## The problem:
Scan the entries for lines with the word "value" and copy those lines.

## Records from a data collection:
::::

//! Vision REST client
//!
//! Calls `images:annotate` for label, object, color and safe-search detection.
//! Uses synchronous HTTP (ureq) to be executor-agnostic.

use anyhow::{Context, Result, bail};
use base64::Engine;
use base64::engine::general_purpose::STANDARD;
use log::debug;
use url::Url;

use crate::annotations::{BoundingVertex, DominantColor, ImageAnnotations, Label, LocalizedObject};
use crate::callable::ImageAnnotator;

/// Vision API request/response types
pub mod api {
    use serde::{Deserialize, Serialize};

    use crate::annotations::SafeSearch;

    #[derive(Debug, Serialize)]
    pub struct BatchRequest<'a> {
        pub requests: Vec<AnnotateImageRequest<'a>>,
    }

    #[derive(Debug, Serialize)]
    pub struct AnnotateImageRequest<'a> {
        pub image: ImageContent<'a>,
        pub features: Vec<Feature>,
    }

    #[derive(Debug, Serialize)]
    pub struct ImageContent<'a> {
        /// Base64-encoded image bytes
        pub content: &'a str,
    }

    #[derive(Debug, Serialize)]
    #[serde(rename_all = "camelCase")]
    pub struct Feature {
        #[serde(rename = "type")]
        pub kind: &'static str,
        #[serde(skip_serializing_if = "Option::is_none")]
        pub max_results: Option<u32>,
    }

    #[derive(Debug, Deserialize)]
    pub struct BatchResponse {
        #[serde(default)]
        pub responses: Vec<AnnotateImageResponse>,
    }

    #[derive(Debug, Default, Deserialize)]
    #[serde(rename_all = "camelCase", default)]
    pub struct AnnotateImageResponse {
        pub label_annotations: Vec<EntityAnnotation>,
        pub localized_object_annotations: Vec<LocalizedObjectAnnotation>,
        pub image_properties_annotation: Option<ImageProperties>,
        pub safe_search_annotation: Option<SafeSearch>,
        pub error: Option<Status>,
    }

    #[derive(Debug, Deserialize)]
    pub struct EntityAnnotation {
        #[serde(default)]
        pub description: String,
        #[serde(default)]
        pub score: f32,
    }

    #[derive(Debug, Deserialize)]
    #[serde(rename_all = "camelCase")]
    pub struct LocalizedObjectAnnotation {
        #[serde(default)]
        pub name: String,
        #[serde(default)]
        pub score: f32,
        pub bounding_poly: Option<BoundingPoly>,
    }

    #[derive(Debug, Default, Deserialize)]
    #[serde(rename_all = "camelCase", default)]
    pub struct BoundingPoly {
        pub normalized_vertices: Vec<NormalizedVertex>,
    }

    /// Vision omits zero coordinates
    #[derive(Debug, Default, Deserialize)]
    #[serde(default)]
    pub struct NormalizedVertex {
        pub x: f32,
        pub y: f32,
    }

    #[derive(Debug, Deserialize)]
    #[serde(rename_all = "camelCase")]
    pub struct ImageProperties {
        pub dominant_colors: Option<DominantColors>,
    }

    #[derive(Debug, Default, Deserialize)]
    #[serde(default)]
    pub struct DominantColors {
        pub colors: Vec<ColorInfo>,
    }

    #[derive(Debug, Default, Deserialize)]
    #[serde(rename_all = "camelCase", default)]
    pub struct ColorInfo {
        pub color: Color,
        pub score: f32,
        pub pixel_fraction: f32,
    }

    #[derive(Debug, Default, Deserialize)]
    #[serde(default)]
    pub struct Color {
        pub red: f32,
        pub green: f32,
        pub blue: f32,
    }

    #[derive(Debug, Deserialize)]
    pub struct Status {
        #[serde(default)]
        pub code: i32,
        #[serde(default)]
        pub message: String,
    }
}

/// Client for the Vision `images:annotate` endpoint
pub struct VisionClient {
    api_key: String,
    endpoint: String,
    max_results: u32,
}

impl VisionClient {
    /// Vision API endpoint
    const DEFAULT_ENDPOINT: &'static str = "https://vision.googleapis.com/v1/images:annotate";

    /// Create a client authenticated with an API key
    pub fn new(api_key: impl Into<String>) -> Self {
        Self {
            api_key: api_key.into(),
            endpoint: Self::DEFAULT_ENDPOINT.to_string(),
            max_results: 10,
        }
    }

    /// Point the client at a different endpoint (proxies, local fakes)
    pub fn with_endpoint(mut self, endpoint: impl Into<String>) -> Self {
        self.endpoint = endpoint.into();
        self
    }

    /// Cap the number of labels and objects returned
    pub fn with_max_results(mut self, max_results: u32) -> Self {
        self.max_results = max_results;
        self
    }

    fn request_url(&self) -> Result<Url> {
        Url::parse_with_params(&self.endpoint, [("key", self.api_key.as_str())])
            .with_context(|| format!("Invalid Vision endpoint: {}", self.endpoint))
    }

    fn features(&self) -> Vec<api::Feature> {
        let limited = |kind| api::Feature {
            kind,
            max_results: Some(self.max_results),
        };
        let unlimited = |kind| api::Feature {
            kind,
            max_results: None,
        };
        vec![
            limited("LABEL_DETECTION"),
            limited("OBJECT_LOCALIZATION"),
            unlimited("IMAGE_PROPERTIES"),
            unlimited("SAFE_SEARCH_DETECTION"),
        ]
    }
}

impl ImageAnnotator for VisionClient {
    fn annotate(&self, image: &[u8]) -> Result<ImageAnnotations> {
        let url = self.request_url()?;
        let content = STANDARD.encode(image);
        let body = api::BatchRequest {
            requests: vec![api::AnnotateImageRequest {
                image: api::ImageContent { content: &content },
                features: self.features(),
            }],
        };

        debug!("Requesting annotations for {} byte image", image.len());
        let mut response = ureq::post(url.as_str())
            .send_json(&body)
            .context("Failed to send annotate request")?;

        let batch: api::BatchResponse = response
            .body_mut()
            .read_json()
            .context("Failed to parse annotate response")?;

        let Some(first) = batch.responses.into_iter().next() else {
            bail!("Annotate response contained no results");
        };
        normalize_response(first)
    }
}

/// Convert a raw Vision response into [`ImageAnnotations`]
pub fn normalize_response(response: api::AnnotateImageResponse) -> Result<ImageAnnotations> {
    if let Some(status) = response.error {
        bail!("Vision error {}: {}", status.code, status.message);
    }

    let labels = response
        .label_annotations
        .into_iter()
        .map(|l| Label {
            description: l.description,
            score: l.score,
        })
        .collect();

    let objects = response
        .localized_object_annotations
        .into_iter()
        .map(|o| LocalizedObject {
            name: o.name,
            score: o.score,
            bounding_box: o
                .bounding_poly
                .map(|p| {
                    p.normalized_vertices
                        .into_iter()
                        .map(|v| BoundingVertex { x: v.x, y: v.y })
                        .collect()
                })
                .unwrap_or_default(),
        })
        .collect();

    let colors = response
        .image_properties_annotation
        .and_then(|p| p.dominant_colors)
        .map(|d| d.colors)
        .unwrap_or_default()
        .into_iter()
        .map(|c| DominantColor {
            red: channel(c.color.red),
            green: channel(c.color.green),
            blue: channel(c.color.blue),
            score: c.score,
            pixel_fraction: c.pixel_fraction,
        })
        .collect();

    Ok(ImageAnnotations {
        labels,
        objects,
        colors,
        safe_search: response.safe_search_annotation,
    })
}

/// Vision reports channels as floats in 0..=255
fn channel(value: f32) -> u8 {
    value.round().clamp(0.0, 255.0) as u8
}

::::

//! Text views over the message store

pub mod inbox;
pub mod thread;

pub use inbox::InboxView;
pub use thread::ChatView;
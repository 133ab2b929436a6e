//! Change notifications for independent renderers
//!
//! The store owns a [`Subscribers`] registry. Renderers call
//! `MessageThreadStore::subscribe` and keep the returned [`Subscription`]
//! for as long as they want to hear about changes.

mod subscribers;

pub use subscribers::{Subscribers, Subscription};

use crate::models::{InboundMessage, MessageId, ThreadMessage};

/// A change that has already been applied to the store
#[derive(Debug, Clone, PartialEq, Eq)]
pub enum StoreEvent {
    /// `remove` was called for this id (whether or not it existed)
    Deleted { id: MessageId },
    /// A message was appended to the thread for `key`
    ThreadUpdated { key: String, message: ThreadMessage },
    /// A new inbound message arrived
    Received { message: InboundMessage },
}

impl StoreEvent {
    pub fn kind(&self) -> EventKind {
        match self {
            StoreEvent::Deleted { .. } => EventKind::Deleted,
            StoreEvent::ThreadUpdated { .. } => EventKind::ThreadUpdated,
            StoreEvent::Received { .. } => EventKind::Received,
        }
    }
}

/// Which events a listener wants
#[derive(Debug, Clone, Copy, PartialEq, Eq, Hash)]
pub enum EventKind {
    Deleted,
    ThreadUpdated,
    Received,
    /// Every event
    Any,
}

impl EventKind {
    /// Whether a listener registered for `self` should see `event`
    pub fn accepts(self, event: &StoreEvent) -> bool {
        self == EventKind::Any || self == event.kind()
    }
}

::::

## The completed task:
fn channel(value: f32) -> u8 {
    value.round().clamp(0.0, 255.0) as u8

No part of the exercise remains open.